Страшное массовое убийство в Перми в очередной раз заострило ряд тяжелейших вопросов — от почти философского «Кто виноват, что дети начинают убивать?» до прагматичного «Что делать, чтобы это никогда не повторилось?». К сожалению, простых ответов на них нет и не может быть, но вот какая вещь: даже участники неформальных движений 90-х говорят, что в то время подросток с дробовиком был чем-то из разряда фантастики. Об этом и о многом другом нам рассказывает автор книг «Исповедь русского гангстера» и «Путь русского гангстера» Михаил Орский.
Тимуру Бекмансурову, который утром 20 сентября ворвался в Пермский университет, всего 18 лет. Практически столько, сколько Ильназу Галявиеву, совершившему аналогичное преступление в мае этого года. Примерно в 11:30 Тимур войдет в вуз в каске, с оружием и более чем сотней патронов, откроет огонь по охраннику, а потом начнет расстреливать всех подряд. Молча. Бесприцельно. На ходу. После чего шесть человек увезут в морг и еще 24 окажутся в больницах. Вот в чем, к примеру, была виновата девочка-второкурсница Ксюша Самченко, которую сейчас собираются хоронить? Или 66-летняя Маргарита Энгауз, пришедшая в университет, чтобы побывать на экскурсии вместе со своим любимым внуком? Впрочем, все эти вопросы риторические. Кровавая жатва произошла и ничего не изменить: вместо того чтобы пойти на свидание, мальчишки теперь берут дробовики и выбирают многолюдные места...
«Вы знаете, есть такие вещи, о которых я не берусь судить, — размышляет в беседе с Daily Storm писатель Михаил Орский, который и сам знает, что такое нарушать закон и нести за это наказание. — Но вот здесь совершенно аргументированно могу сказать! При всем при том, что я в свое время был довольно хулиганистым подростком, мечтавшим стать главшпаной и номером один на районе, ходившим драться на Речной вокзал — «19-й квартал», «Чикаго», «Портовские» — сколько же их было, таких боевок! — в нашем детстве и в голову не приходило вооружаться и идти убивать своих сверстников. Не подумайте, что я из тех старперов, которые говорят, что раньше было лучше (наоборот, я категорический противник советской власти и считаю, что эти 70 лет потеряны для России безвозвратно), но то, что такого не было, — это совершенно очевидно!»

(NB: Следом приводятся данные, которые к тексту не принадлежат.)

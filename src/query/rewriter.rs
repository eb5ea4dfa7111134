//! Cast injection.

use crate::query::placeholder::Placeholder;

/// Wrap every placeholder that needs a cast in `CAST(<token> AS <type>)`.
///
/// Replacements are planned first and then applied in order of position.
/// Each applied replacement moves every later placeholder by its length
/// delta, so `position` stays valid against the returned text.
pub fn rewrite(query: &str, placeholders: &mut [Placeholder]) -> String {
    let plan: Vec<(usize, String)> = placeholders
        .iter()
        .enumerate()
        .filter_map(|(index, placeholder)| {
            placeholder
                .cast
                .sql_type()
                .map(|ty| (index, format!("CAST({} AS {})", placeholder.token(), ty)))
        })
        .collect();

    let mut rewritten = query.to_string();
    for (index, replacement) in plan {
        let start = placeholders[index].position;
        let old_len = placeholders[index].token_len();
        rewritten.replace_range(start..start + old_len, &replacement);

        // The replacement always contains the original token.
        let delta = replacement.len() - old_len;
        for later in placeholders[index + 1..].iter_mut() {
            later.position += delta;
        }
    }
    rewritten
}

#[cfg(test)]
mod tests {
    use super::*;
    use crate::query::binder::bind;
    use crate::query::placeholder::{scan, CastType, ScanMode};
    use crate::types::{NamedValue, Time};
    use uuid::Uuid;

    fn token_count(query: &str) -> usize {
        scan(query, ScanMode::Literal).len()
    }

    #[test]
    fn test_no_casts_leaves_query_unchanged() {
        let query = r#"SELECT * FROM "t" WHERE "id"=?"#;
        let mut placeholders = scan(query, ScanMode::default());
        assert_eq!(rewrite(query, &mut placeholders), query);
        assert_eq!(placeholders[0].position, query.len() - 1);
    }

    #[test]
    fn test_positional_uuid_cast() {
        let query = r#"SELECT * FROM "t" WHERE "id"=? AND "n"=?"#;
        let mut placeholders = scan(query, ScanMode::default());
        let args = vec![
            NamedValue::positional(1, Uuid::nil()),
            NamedValue::positional(2, 5i64),
        ];
        bind(&mut placeholders, &args).unwrap();

        let rewritten = rewrite(query, &mut placeholders);
        assert_eq!(
            rewritten,
            r#"SELECT * FROM "t" WHERE "id"=CAST(? AS UUID) AND "n"=?"#
        );
        let first = placeholders[0].position;
        assert_eq!(&rewritten[first..first + 14], "CAST(? AS UUID");
        assert_eq!(&rewritten[placeholders[1].position..], "?");
    }

    #[test]
    fn test_named_casts_shift_later_positions() {
        let query = "VALUES (:id, :at, ?)";
        let mut placeholders = scan(query, ScanMode::default());
        let args = vec![
            NamedValue::named(1, "id", Uuid::nil()),
            NamedValue::named(2, "at", Time::default()),
            NamedValue::positional(3, "x"),
        ];
        bind(&mut placeholders, &args).unwrap();
        assert_eq!(placeholders[1].cast, CastType::Datetime);

        let rewritten = rewrite(query, &mut placeholders);
        assert_eq!(
            rewritten,
            "VALUES (CAST(:id AS UUID), CAST(:at AS DATETIME), ?)"
        );
        for placeholder in &placeholders {
            let expected = if placeholder.cast_required() {
                format!("CAST({}", placeholder.token())
            } else {
                placeholder.token()
            };
            assert!(rewritten[placeholder.position..].starts_with(&expected));
        }
        assert_eq!(token_count(&rewritten), token_count(query));
    }
}
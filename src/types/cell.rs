//! Result cell values and typed extraction.

use crate::error::ConversionError;
use crate::types::{Datetime, Decimal};
use std::fmt;
use uuid::Uuid;

/// One decoded value of a result row.
#[derive(Debug, Clone, PartialEq, Default)]
pub enum CellValue {
    #[default]
    Null,
    String(String),
    Bool(bool),
    Float(f64),
    Int(i64),
    UInt(u64),
    Datetime(Datetime),
    Decimal(Decimal),
}

impl CellValue {
    /// Short name of the variant, used in conversion errors.
    pub fn kind_name(&self) -> &'static str {
        match self {
            CellValue::Null => "null",
            CellValue::String(_) => "string",
            CellValue::Bool(_) => "bool",
            CellValue::Float(_) => "float",
            CellValue::Int(_) => "int",
            CellValue::UInt(_) => "uint",
            CellValue::Datetime(_) => "datetime",
            CellValue::Decimal(_) => "decimal",
        }
    }

    pub fn is_null(&self) -> bool {
        matches!(self, CellValue::Null)
    }

    /// Convert into a Rust type.
    pub fn get<T: FromCell>(&self) -> Result<T, ConversionError> {
        T::from_cell(self)
    }
}

impl fmt::Display for CellValue {
    fn fmt(&self, f: &mut fmt::Formatter<'_>) -> fmt::Result {
        match self {
            CellValue::Null => write!(f, "NULL"),
            CellValue::String(s) => write!(f, "{}", s),
            CellValue::Bool(b) => write!(f, "{}", b),
            CellValue::Float(v) => write!(f, "{}", v),
            CellValue::Int(v) => write!(f, "{}", v),
            CellValue::UInt(v) => write!(f, "{}", v),
            CellValue::Datetime(d) => write!(f, "{}", d),
            CellValue::Decimal(d) => write!(f, "{}", d),
        }
    }
}

/// Extract a Rust value from a result cell.
pub trait FromCell: Sized {
    fn from_cell(cell: &CellValue) -> Result<Self, ConversionError>;
}

fn mismatch(expected: &'static str, cell: &CellValue) -> ConversionError {
    ConversionError::TypeMismatch {
        expected,
        found: cell.kind_name().to_string(),
    }
}

impl FromCell for CellValue {
    fn from_cell(cell: &CellValue) -> Result<Self, ConversionError> {
        Ok(cell.clone())
    }
}

impl FromCell for String {
    fn from_cell(cell: &CellValue) -> Result<Self, ConversionError> {
        match cell {
            CellValue::String(s) => Ok(s.clone()),
            other => Err(mismatch("String", other)),
        }
    }
}

impl FromCell for bool {
    fn from_cell(cell: &CellValue) -> Result<Self, ConversionError> {
        match cell {
            CellValue::Bool(b) => Ok(*b),
            other => Err(mismatch("bool", other)),
        }
    }
}

impl FromCell for i64 {
    fn from_cell(cell: &CellValue) -> Result<Self, ConversionError> {
        match cell {
            CellValue::Int(v) => Ok(*v),
            CellValue::UInt(v) => i64::try_from(*v).map_err(|_| mismatch("i64", cell)),
            other => Err(mismatch("i64", other)),
        }
    }
}

impl FromCell for u64 {
    fn from_cell(cell: &CellValue) -> Result<Self, ConversionError> {
        match cell {
            CellValue::UInt(v) => Ok(*v),
            CellValue::Int(v) => u64::try_from(*v).map_err(|_| mismatch("u64", cell)),
            other => Err(mismatch("u64", other)),
        }
    }
}

impl FromCell for f64 {
    fn from_cell(cell: &CellValue) -> Result<Self, ConversionError> {
        match cell {
            CellValue::Float(v) => Ok(*v),
            CellValue::Int(v) => Ok(*v as f64),
            CellValue::UInt(v) => Ok(*v as f64),
            CellValue::Decimal(d) => Ok(d.to_f64()),
            other => Err(mismatch("f64", other)),
        }
    }
}

impl FromCell for Uuid {
    fn from_cell(cell: &CellValue) -> Result<Self, ConversionError> {
        match cell {
            CellValue::String(s) => Uuid::parse_str(s)
                .map_err(|e| ConversionError::InvalidFormat(format!("invalid uuid '{}': {}", s, e))),
            other => Err(mismatch("Uuid", other)),
        }
    }
}

impl<T: FromCell> FromCell for Option<T> {
    fn from_cell(cell: &CellValue) -> Result<Self, ConversionError> {
        match cell {
            CellValue::Null => Ok(None),
            other => T::from_cell(other).map(Some),
        }
    }
}
//! Result rows and execution summaries.
//!
//! [`Rows`] is a forward-only cursor over the tuples returned by one
//! statement execution. Each msgpack value is projected into a [`CellValue`]
//! on read.
//!
//! # Example
//!
//! ```no_run
//! use tntsql::query::Rows;
//! use tntsql::types::CellValue;
//!
//! # fn example(mut rows: Rows) -> Result<(), Box<dyn std::error::Error>> {
//! let mut row = vec![CellValue::Null; rows.columns().len()];
//! while rows.next(&mut row)? {
//!     println!("{}", row[0]);
//! }
//! rows.close();
//! # Ok(())
//! # }
//! ```

use crate::error::{ConversionError, QueryError};
use crate::transport::protocol::{ColumnMetadata, ExecuteResponse, SqlInfo};
use crate::types::{
    CellValue, Datetime, Decimal, Time, DATETIME_EXT_TYPE, DECIMAL_EXT_TYPE, UUID_EXT_TYPE,
};
use rmpv::Value as MpValue;
use std::collections::VecDeque;
use uuid::Uuid;

/// How datetime extension values are presented to the caller.
#[derive(Debug, Clone, Copy, PartialEq, Eq, Default)]
pub enum DatetimeMode {
    /// `CellValue::Datetime`
    #[default]
    Native,
    /// RFC 3339 text in a `CellValue::String`
    Text,
}

impl DatetimeMode {
    /// Parse a mode name as used in connection strings.
    pub fn parse(value: &str) -> Option<Self> {
        match value.to_lowercase().as_str() {
            "native" | "datetime" => Some(DatetimeMode::Native),
            "text" | "string" => Some(DatetimeMode::Text),
            _ => None,
        }
    }
}

/// Decode one msgpack value of column `column` into a cell.
///
/// # Errors
///
/// Binary, array, map and unknown extension values have no cell mapping and
/// yield `ConversionError::UnhandledKind`.
pub fn project_value(
    column: usize,
    value: &MpValue,
    mode: DatetimeMode,
) -> Result<CellValue, ConversionError> {
    let unhandled = |kind: String| ConversionError::UnhandledKind { column, kind };

    match value {
        MpValue::Nil => Ok(CellValue::Null),
        MpValue::Boolean(b) => Ok(CellValue::Bool(*b)),
        // The engine sends every non-negative integer with a uint marker.
        MpValue::Integer(i) => match (i.as_u64(), i.as_i64()) {
            (Some(v), _) => Ok(CellValue::UInt(v)),
            (None, Some(v)) => Ok(CellValue::Int(v)),
            (None, None) => Err(unhandled("integer".to_string())),
        },
        MpValue::F32(f) => Ok(CellValue::Float(f64::from(*f))),
        MpValue::F64(f) => Ok(CellValue::Float(*f)),
        MpValue::String(s) => s
            .as_str()
            .map(|s| CellValue::String(s.to_string()))
            .ok_or(ConversionError::InvalidUtf8 { column }),
        MpValue::Ext(UUID_EXT_TYPE, data) => {
            let id = Uuid::from_slice(data).map_err(|e| ConversionError::InvalidExtension {
                type_id: UUID_EXT_TYPE,
                message: e.to_string(),
            })?;
            Ok(CellValue::String(id.hyphenated().to_string()))
        }
        MpValue::Ext(DATETIME_EXT_TYPE, data) => {
            let datetime = Datetime::from_ext_bytes(data)?;
            Ok(match mode {
                DatetimeMode::Native => CellValue::Datetime(datetime),
                DatetimeMode::Text => CellValue::String(Time::new(datetime).to_string()),
            })
        }
        MpValue::Ext(DECIMAL_EXT_TYPE, data) => {
            Decimal::from_ext_bytes(data).map(CellValue::Decimal)
        }
        MpValue::Ext(type_id, _) => Err(unhandled(format!("ext({})", type_id))),
        MpValue::Binary(_) => Err(unhandled("binary".to_string())),
        MpValue::Array(_) => Err(unhandled("array".to_string())),
        MpValue::Map(_) => Err(unhandled("map".to_string())),
    }
}

/// Forward-only cursor over a result set.
#[derive(Debug, Clone)]
pub struct Rows {
    metadata: Vec<ColumnMetadata>,
    columns: Vec<String>,
    tuples: VecDeque<Vec<MpValue>>,
    datetime_mode: DatetimeMode,
    closed: bool,
}

impl Rows {
    /// Create a cursor over decoded tuples.
    pub fn new(metadata: Vec<ColumnMetadata>, tuples: Vec<Vec<MpValue>>) -> Self {
        let columns = metadata.iter().map(|m| m.field_name.clone()).collect();
        Self {
            metadata,
            columns,
            tuples: tuples.into(),
            datetime_mode: DatetimeMode::default(),
            closed: false,
        }
    }

    pub(crate) fn from_response(response: ExecuteResponse, mode: DatetimeMode) -> Self {
        Self::new(response.columns, response.tuples).with_datetime_mode(mode)
    }

    /// Set how datetime values are presented.
    pub fn with_datetime_mode(mut self, mode: DatetimeMode) -> Self {
        self.datetime_mode = mode;
        self
    }

    /// Column names in result order.
    pub fn columns(&self) -> &[String] {
        &self.columns
    }

    /// Full column metadata.
    pub fn column_metadata(&self) -> &[ColumnMetadata] {
        &self.metadata
    }

    /// Number of unread tuples.
    pub fn remaining(&self) -> usize {
        self.tuples.len()
    }

    pub fn is_closed(&self) -> bool {
        self.closed
    }

    /// Read the next tuple into `dest`.
    ///
    /// Returns `Ok(false)` once all tuples were read. The tuple is consumed
    /// even when one of its values fails to decode.
    ///
    /// # Errors
    ///
    /// `QueryError::RowsClosed` after [`close`](Self::close), or a
    /// conversion error when `dest` is too short or a value has no mapping.
    pub fn next(&mut self, dest: &mut [CellValue]) -> Result<bool, QueryError> {
        if self.closed {
            return Err(QueryError::RowsClosed);
        }
        let tuple = match self.tuples.pop_front() {
            Some(tuple) => tuple,
            None => return Ok(false),
        };
        if dest.len() < tuple.len() {
            return Err(ConversionError::DestinationTooSmall {
                slots: dest.len(),
                values: tuple.len(),
            }
            .into());
        }

        for (column, (slot, value)) in dest.iter_mut().zip(tuple.iter()).enumerate() {
            *slot = project_value(column, value, self.datetime_mode)?;
        }
        Ok(true)
    }

    /// Read the next tuple as an owned row.
    pub fn next_row(&mut self) -> Result<Option<Vec<CellValue>>, QueryError> {
        if self.closed {
            return Err(QueryError::RowsClosed);
        }
        let width = self.tuples.front().map(Vec::len).unwrap_or(0);
        let mut row = vec![CellValue::Null; width];
        match self.next(&mut row)? {
            true => Ok(Some(row)),
            false => Ok(None),
        }
    }

    /// Read all remaining rows.
    pub fn collect_rows(&mut self) -> Result<Vec<Vec<CellValue>>, QueryError> {
        let mut rows = Vec::with_capacity(self.remaining());
        while let Some(row) = self.next_row()? {
            rows.push(row);
        }
        Ok(rows)
    }

    /// Discard unread tuples. Safe to call more than once.
    pub fn close(&mut self) {
        self.tuples.clear();
        self.closed = true;
    }
}

/// Summary of a statement that does not return rows.
#[derive(Debug, Clone, Copy, PartialEq, Eq, Default)]
pub struct ExecResult {
    rows_affected: u64,
    last_insert_id: i64,
}

impl ExecResult {
    pub fn new(rows_affected: u64, last_insert_id: i64) -> Self {
        Self {
            rows_affected,
            last_insert_id,
        }
    }

    /// Build from the engine's SQL info block.
    pub fn from_sql_info(info: Option<&SqlInfo>) -> Self {
        match info {
            Some(info) => Self::new(
                info.row_count,
                info.autoincrement_ids.last().copied().unwrap_or(0),
            ),
            None => Self::default(),
        }
    }

    /// Number of rows changed by the statement.
    pub fn rows_affected(&self) -> u64 {
        self.rows_affected
    }

    /// Last generated autoincrement id, 0 if none.
    pub fn last_insert_id(&self) -> i64 {
        self.last_insert_id
    }
}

Как считает Михаил, поступок Бекмансурова не поддается никаким объяснениям. Можно только выдвигать предположения. Одно из них чисто техническое: во всем виноваты «стрелялки», которые так захватывают сознание, что количество набранных баллов становится дороже улыбок родных.
«Второе, — продолжает Михаил, — это отсутствие высшей цели. Если идея торжества пролетариата и мировой революции была ложной, но она хотя бы была, то сейчас нет никаких! А наш народ так устроен, что если брать, например, преступный мир, то даже сшибать деньгу или грабить своих соотечественников наш преступник не может без того, чтобы это не было чем-то подкреплено. В данный момент я имею в виду воровскую идею, с которой власть так беспощадно борется».
Добавим, что сейчас Тимур Бекмансуров находится в больнице в окружении не только врачей, но и полиции — на случай, если кто-то из родственников погибших захочет ему отомстить. Но если ему удастся выкарабкаться, участь парня, скорее всего, предрешена: это либо закрытая психиатрическая больница, либо колония, что ничуть не лучше. Орский обещает, что будет страшно. «Для любого молодого человека, который не жил там долгое время и не представляет тюремных будней и прочего, — заявляет он, — пенитенциарная система — это сущий ад!»
При этом мать стрелка не верит, что ее сын может быть преступником, и отзывается о нем как об очень спокойном и заботливом. «Очень любит животных, особенно кошек, — трогательно расскажет женщина, когда ее вызовут на допрос. — Я считаю, что у меня идеальный ребенок. <...> Никаких отклонений в психическом состоянии или агрессии с его стороны никогда не было!»